[Saved data entries]

use crate::any_value::AnyValue;
use crate::error::ContainerError;
use crate::position::{BasePosition, TypedPosition};
use crate::visitor::{self, Visitor};
use std::any::{type_name, Any};
use std::iter::FusedIterator;
use std::marker::PhantomData;
use std::slice;
use tracing::trace;

/// A heterogeneous sequence over an open set of types
///
/// `AnyContainer` stores one ordered sequence of type-erased [`AnyValue`]s.
/// Any cloneable `'static` type can be pushed without being named in
/// advance; every element carries its own type tag, which is checked on
/// access.
///
/// # Examples
///
/// ```
/// use sovran_hetero::{AnyContainer, Visit, Visitor};
///
/// #[derive(Default)]
/// struct Printer(Vec<String>);
///
/// impl Visitor for Printer {
///     type Types = (i32, f64, String);
/// }
///
/// impl<T: std::fmt::Display> Visit<T> for Printer {
///     fn visit(&mut self, value: &T) {
///         self.0.push(value.to_string());
///     }
/// }
///
/// let mut container = AnyContainer::new();
/// container.push_back(42i32);
/// container.push_back(4.5f64);
/// container.emplace_back::<String, _>("Hello world");
/// container.push_back('x'); // not declared by Printer, skipped
///
/// assert_eq!(container.common_elements::<i32>().collect::<Vec<_>>(), vec![&42]);
///
/// let mut printer = Printer::default();
/// container.visit(&mut printer);
/// assert_eq!(printer.0, vec!["42", "4.5", "Hello world"]);
/// ```
#[derive(Clone, Debug, Default)]
pub struct AnyContainer {
    items: Vec<AnyValue>,
}

impl AnyContainer {
    /// Creates a new, empty container
    pub fn new() -> Self {
        Self { items: Vec::new() }
    }

    /// Creates an empty container with room for `capacity` elements
    pub fn with_capacity(capacity: usize) -> Self {
        Self {
            items: Vec::with_capacity(capacity),
        }
    }

    /// Appends a value at the end of the sequence
    pub fn push_back<T: Any + Clone>(&mut self, value: T) {
        self.items.push(AnyValue::new(value));
    }

    /// Builds a `T` from `args` and appends it
    ///
    /// ```
    /// # use sovran_hetero::AnyContainer;
    /// let mut container = AnyContainer::new();
    /// container.emplace_back::<String, _>("built in place");
    /// assert!(container.contains::<String>());
    /// assert!(!container.contains::<&str>());
    /// ```
    pub fn emplace_back<T, A>(&mut self, args: A)
    where
        T: Any + Clone + From<A>,
    {
        self.items.push(AnyValue::new(T::from(args)));
    }

    /// Removes every element of type `T`, keeping the order of the rest
    ///
    /// # Returns
    ///
    /// The number of elements removed.
    pub fn erase<T: Any>(&mut self) -> usize {
        let before = self.items.len();
        self.items.retain(|item| !item.is::<T>());
        let erased = before - self.items.len();
        trace!(type_name = type_name::<T>(), erased, "erased elements by type");
        erased
    }

    /// Removes the element at `position` and returns it
    ///
    /// Accepts a raw index, a [`Position`](crate::Position) or a
    /// [`TypedPosition`] obtained from [`common_entries`](Self::common_entries).
    ///
    /// # Panics
    ///
    /// Panics if the position is out of bounds. Positions from another
    /// container are not detected.
    pub fn erase_at<P: BasePosition>(&mut self, position: P) -> AnyValue {
        self.items.remove(position.base().index())
    }

    /// Removes the element at `position` if it exists
    ///
    /// # Errors
    ///
    /// Returns `ContainerError::OutOfBounds` if the position does not refer to
    /// a live element.
    pub fn try_erase_at<P: BasePosition>(&mut self, position: P) -> Result<AnyValue, ContainerError> {
        let index = position.base().index();
        if index >= self.items.len() {
            return Err(ContainerError::OutOfBounds {
                index,
                len: self.items.len(),
            });
        }
        Ok(self.items.remove(index))
    }

    /// A lazy view over the elements of type `T`, in insertion order
    ///
    /// The view borrows the container, so the borrow checker rejects any
    /// mutation while it is alive. It is `Clone`, so it can be restarted.
    pub fn common_elements<T: Any>(&self) -> CommonElements<'_, T> {
        CommonElements {
            items: self.items.iter(),
            _marker: PhantomData,
        }
    }

    /// A lazy view over mutable references to the elements of type `T`
    pub fn common_elements_mut<T: Any>(&mut self) -> impl Iterator<Item = &mut T> + '_ {
        self.items
            .iter_mut()
            .filter_map(|item| item.as_any_mut().downcast_mut::<T>())
    }

    /// Like [`common_elements`](Self::common_elements), but each element is
    /// paired with its position in the underlying storage
    ///
    /// ```
    /// # use sovran_hetero::AnyContainer;
    /// let mut container = AnyContainer::new();
    /// container.push_back(1i32);
    /// container.push_back("skip");
    /// container.push_back(2i32);
    ///
    /// let position = container
    ///     .common_entries::<i32>()
    ///     .find(|(_, value)| **value == 2)
    ///     .map(|(position, _)| position)
    ///     .unwrap();
    /// container.erase_at(position);
    ///
    /// assert_eq!(container.common_elements::<i32>().collect::<Vec<_>>(), vec![&1]);
    /// assert_eq!(container.len(), 2);
    /// ```
    pub fn common_entries<T: Any>(&self) -> impl Iterator<Item = (TypedPosition<T>, &T)> + Clone + '_ {
        self.items.iter().enumerate().filter_map(|(index, item)| {
            item.as_any()
                .downcast_ref::<T>()
                .map(|value| (TypedPosition::new(index), value))
        })
    }

    /// Number of elements of type `T`
    pub fn count<T: Any>(&self) -> usize {
        self.items.iter().filter(|item| item.is::<T>()).count()
    }

    /// Returns true if at least one element is of type `T`
    pub fn contains<T: Any>(&self) -> bool {
        self.items.iter().any(|item| item.is::<T>())
    }

    /// Visits, in order, every element whose type the visitor declares
    pub fn visit<V: Visitor>(&self, visitor: &mut V) {
        for item in &self.items {
            visitor::visit_ref(visitor, item.as_any());
        }
    }

    /// Like [`visit`](Self::visit), handing out mutable references
    pub fn visit_mut<V: Visitor>(&mut self, visitor: &mut V) {
        for item in &mut self.items {
            visitor::visit_mut(visitor, item.as_any_mut());
        }
    }

    /// Consumes the container, handing each matched element to the visitor
    /// by value. Unmatched elements are dropped.
    pub fn into_visit<V: Visitor>(self, visitor: &mut V) {
        for item in self.items {
            visitor::visit_boxed(visitor, item.into_any());
        }
    }

    /// The element at `index`, if any
    pub fn get(&self, index: usize) -> Option<&AnyValue> {
        self.items.get(index)
    }

    /// Iterates over all elements in order
    pub fn iter(&self) -> slice::Iter<'_, AnyValue> {
        self.items.iter()
    }

    /// Returns the number of elements
    pub fn len(&self) -> usize {
        self.items.len()
    }

    /// Returns true if the container holds no elements
    pub fn is_empty(&self) -> bool {
        self.items.is_empty()
    }

    /// Removes all elements
    pub fn clear(&mut self) {
        self.items.clear();
    }
}

impl<'a> IntoIterator for &'a AnyContainer {
    type Item = &'a AnyValue;
    type IntoIter = slice::Iter<'a, AnyValue>;

    fn into_iter(self) -> Self::IntoIter {
        self.items.iter()
    }
}

impl Extend<AnyValue> for AnyContainer {
    fn extend<I: IntoIterator<Item = AnyValue>>(&mut self, iter: I) {
        self.items.extend(iter);
    }
}

impl FromIterator<AnyValue> for AnyContainer {
    fn from_iter<I: IntoIterator<Item = AnyValue>>(iter: I) -> Self {
        Self {
            items: iter.into_iter().collect(),
        }
    }
}

/// Elements of one type in an [`AnyContainer`], see
/// [`AnyContainer::common_elements`].
pub struct CommonElements<'a, T> {
    items: slice::Iter<'a, AnyValue>,
    _marker: PhantomData<fn() -> T>,
}

impl<T> Clone for CommonElements<'_, T> {
    fn clone(&self) -> Self {
        Self {
            items: self.items.clone(),
            _marker: PhantomData,
        }
    }
}

impl<'a, T: Any> Iterator for CommonElements<'a, T> {
    type Item = &'a T;

    fn next(&mut self) -> Option<Self::Item> {
        self.items
            .by_ref()
            .find_map(|item| item.as_any().downcast_ref::<T>())
    }

    fn size_hint(&self) -> (usize, Option<usize>) {
        (0, self.items.size_hint().1)
    }
}

impl<'a, T: Any> DoubleEndedIterator for CommonElements<'a, T> {
    fn next_back(&mut self) -> Option<Self::Item> {
        self.items
            .by_ref()
            .rev()
            .find_map(|item| item.as_any().downcast_ref::<T>())
    }
}

impl<T: Any> FusedIterator for CommonElements<'_, T> {}
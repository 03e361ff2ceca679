// The same visitor run against every container flavour
use sovran_hetero::{variant_set, AnyContainer, BucketContainer, VariantContainer, Visit, Visitor};

variant_set! {
    #[derive(Debug, Clone)]
    enum Mixed {
        Int(i32),
        Wide(i64),
        Text(String),
        Char(char),
    }
}

#[derive(Default)]
struct Counter {
    ints: usize,
    texts: usize,
}

// Declares i32 and String only
impl Visitor for Counter {
    type Types = (i32, String);
}

impl Visit<i32> for Counter {
    fn visit(&mut self, _: &i32) {
        self.ints += 1;
    }
}

impl Visit<String> for Counter {
    fn visit(&mut self, _: &String) {
        self.texts += 1;
    }
}

struct Nothing;

#[derive(Default)]
struct Twice {
    seen: usize,
}

// Same type listed twice
impl Visitor for Twice {
    type Types = (i32, i32);
}

impl Visit<i32> for Twice {
    fn visit(&mut self, _: &i32) {
        self.seen += 1;
    }
}

impl Visitor for Nothing {
    type Types = ();
}

#[test]
fn test_any_container_selectivity() {
    let mut container = AnyContainer::new();
    container.push_back(1i32);
    container.push_back(1i64);
    container.push_back(String::from("a"));
    container.push_back('c');
    container.push_back(2i32);

    let mut counter = Counter::default();
    container.visit(&mut counter);
    assert_eq!((counter.ints, counter.texts), (2, 1));

    let mut counter = Counter::default();
    container.visit_mut(&mut counter);
    assert_eq!((counter.ints, counter.texts), (2, 1));

    let mut counter = Counter::default();
    container.into_visit(&mut counter);
    assert_eq!((counter.ints, counter.texts), (2, 1));
}

#[test]
fn test_variant_container_selectivity() {
    let mut container = VariantContainer::<Mixed>::new();
    container.push_back(1i32);
    container.push_back(1i64);
    container.push_back(String::from("a"));
    container.push_back('c');
    container.push_back(2i32);

    let mut counter = Counter::default();
    container.visit(&mut counter);
    assert_eq!((counter.ints, counter.texts), (2, 1));

    let mut counter = Counter::default();
    container.visit_mut(&mut counter);
    assert_eq!((counter.ints, counter.texts), (2, 1));

    let mut counter = Counter::default();
    container.into_visit(&mut counter);
    assert_eq!((counter.ints, counter.texts), (2, 1));
}

#[test]
fn test_bucket_container_selectivity() {
    let mut container = BucketContainer::new();
    container.push_back(1i32);
    container.push_back(1i64);
    container.push_back(String::from("a"));
    container.push_back('c');
    container.push_back(2i32);

    let mut counter = Counter::default();
    container.visit(&mut counter);
    assert_eq!((counter.ints, counter.texts), (2, 1));

    let mut counter = Counter::default();
    container.visit_mut(&mut counter);
    assert_eq!((counter.ints, counter.texts), (2, 1));

    let mut counter = Counter::default();
    container.into_visit(&mut counter);
    assert_eq!((counter.ints, counter.texts), (2, 1));
}

#[test]
fn test_empty_capability_list_visits_nothing() {
    let mut any = AnyContainer::new();
    any.push_back(1i32);
    any.visit(&mut Nothing);

    let mut buckets = BucketContainer::new();
    buckets.push_back(1i32);
    buckets.visit(&mut Nothing);
    assert_eq!(buckets.len(), 1);
}

#[test]
fn test_repeated_declaration_visits_once() {
    let mut any = AnyContainer::new();
    any.push_back(1i32);
    let mut variant = VariantContainer::<Mixed>::new();
    variant.push_back(1i32);
    let mut buckets = BucketContainer::new();
    buckets.push_back(1i32);

    let mut twice = Twice::default();
    any.visit(&mut twice);
    assert_eq!(twice.seen, 1);

    let mut twice = Twice::default();
    variant.visit(&mut twice);
    assert_eq!(twice.seen, 1);

    let mut twice = Twice::default();
    buckets.visit(&mut twice);
    assert_eq!(twice.seen, 1);

    let mut twice = Twice::default();
    buckets.visit_mut(&mut twice);
    assert_eq!(twice.seen, 1);

    let mut twice = Twice::default();
    buckets.into_visit(&mut twice);
    assert_eq!(twice.seen, 1);
}
//! Positions handed out by filtered views.
//!
//! A filtered view such as `common_entries::<T>()` skips elements of other
//! types, so the n-th item it yields is not the n-th element of the
//! container. The positions it yields still carry the index into the
//! underlying storage, and [`BasePosition`] reduces every kind of position to
//! that index so `erase_at` accepts them all. The bucket container counts
//! positions per bucket instead, and hands out [`BucketPosition`]s that only
//! its own `erase_at` takes.

use std::fmt;
use std::hash::{Hash, Hasher};
use std::marker::PhantomData;

/// An index into a container's underlying storage.
#[derive(Debug, Clone, Copy, PartialEq, Eq, Hash, PartialOrd, Ord)]
pub struct Position(usize);

impl Position {
    pub fn new(index: usize) -> Self {
        Self(index)
    }

    pub fn index(self) -> usize {
        self.0
    }
}

impl From<usize> for Position {
    fn from(index: usize) -> Self {
        Self(index)
    }
}

/// A storage index that also names the type of the element it points at.
///
/// Produced by the `common_entries` views of
/// [`AnyContainer`](crate::AnyContainer) and
/// [`VariantContainer`](crate::VariantContainer). The position holds no
/// borrow, so it outlives the view that produced it.
pub struct TypedPosition<T> {
    index: usize,
    _marker: PhantomData<fn() -> T>,
}

/// An index into the bucket of `T` inside a
/// [`BucketContainer`](crate::BucketContainer).
///
/// It counts only elements of `T`, so it is a different type from
/// [`TypedPosition`] and has no [`BasePosition`] impl: neither kind of
/// position is accepted where the other is expected.
pub struct BucketPosition<T> {
    index: usize,
    _marker: PhantomData<fn() -> T>,
}

// Manual impls: the derives would require `T: Clone` etc.
macro_rules! impl_marker_position {
    ($name:ident) => {
        impl<T> $name<T> {
            pub fn new(index: usize) -> Self {
                Self {
                    index,
                    _marker: PhantomData,
                }
            }

            pub fn index(self) -> usize {
                self.index
            }
        }

        impl<T> Clone for $name<T> {
            fn clone(&self) -> Self {
                *self
            }
        }

        impl<T> Copy for $name<T> {}

        impl<T> PartialEq for $name<T> {
            fn eq(&self, other: &Self) -> bool {
                self.index == other.index
            }
        }

        impl<T> Eq for $name<T> {}

        impl<T> Hash for $name<T> {
            fn hash<H: Hasher>(&self, state: &mut H) {
                self.index.hash(state);
            }
        }

        impl<T> fmt::Debug for $name<T> {
            fn fmt(&self, f: &mut fmt::Formatter<'_>) -> fmt::Result {
                f.debug_struct(stringify!($name))
                    .field("type", &std::any::type_name::<T>())
                    .field("index", &self.index)
                    .finish()
            }
        }
    };
}

impl_marker_position!(TypedPosition);
impl_marker_position!(BucketPosition);

/// Reduces a (possibly typed) position to the raw storage index.
pub trait BasePosition {
    fn base(&self) -> Position;
}

impl BasePosition for Position {
    fn base(&self) -> Position {
        *self
    }
}

impl BasePosition for usize {
    fn base(&self) -> Position {
        Position(*self)
    }
}

impl<T> BasePosition for TypedPosition<T> {
    fn base(&self) -> Position {
        Position(self.index)
    }
}

impl<P: BasePosition + ?Sized> BasePosition for &P {
    fn base(&self) -> Position {
        (**self).base()
    }
}

#[cfg(test)]
mod tests {
    use super::*;

    #[test]
    fn test_every_position_reduces_to_its_index() {
        assert_eq!(3usize.base(), Position::new(3));
        assert_eq!(Position::new(5).base().index(), 5);
        assert_eq!(TypedPosition::<String>::new(7).base(), Position::from(7));
        assert_eq!((&TypedPosition::<u8>::new(2)).base().index(), 2);
    }

    #[test]
    fn test_typed_position_is_copy_for_non_clone_types() {
        struct NotClone;
        let position = TypedPosition::<NotClone>::new(1);
        let copy = position;
        assert_eq!(position, copy);
        assert_eq!(copy.index(), 1);
    }

    #[test]
    fn test_typed_position_debug_names_type() {
        let position = TypedPosition::<i32>::new(4);
        assert_eq!(
            format!("{:?}", position),
            "TypedPosition { type: \"i32\", index: 4 }"
        );
    }

    #[test]
    fn test_bucket_position_is_its_own_type() {
        let position = BucketPosition::<u8>::new(2);
        assert_eq!(position, BucketPosition::new(2));
        assert_eq!(position.index(), 2);
        assert_eq!(
            format!("{:?}", position),
            "BucketPosition { type: \"u8\", index: 2 }"
        );
    }
}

• WHAT TO WORK ON:
Count the lines in the entries above that hold the string "views", and give that count without any other text.

• SOLUTION:
2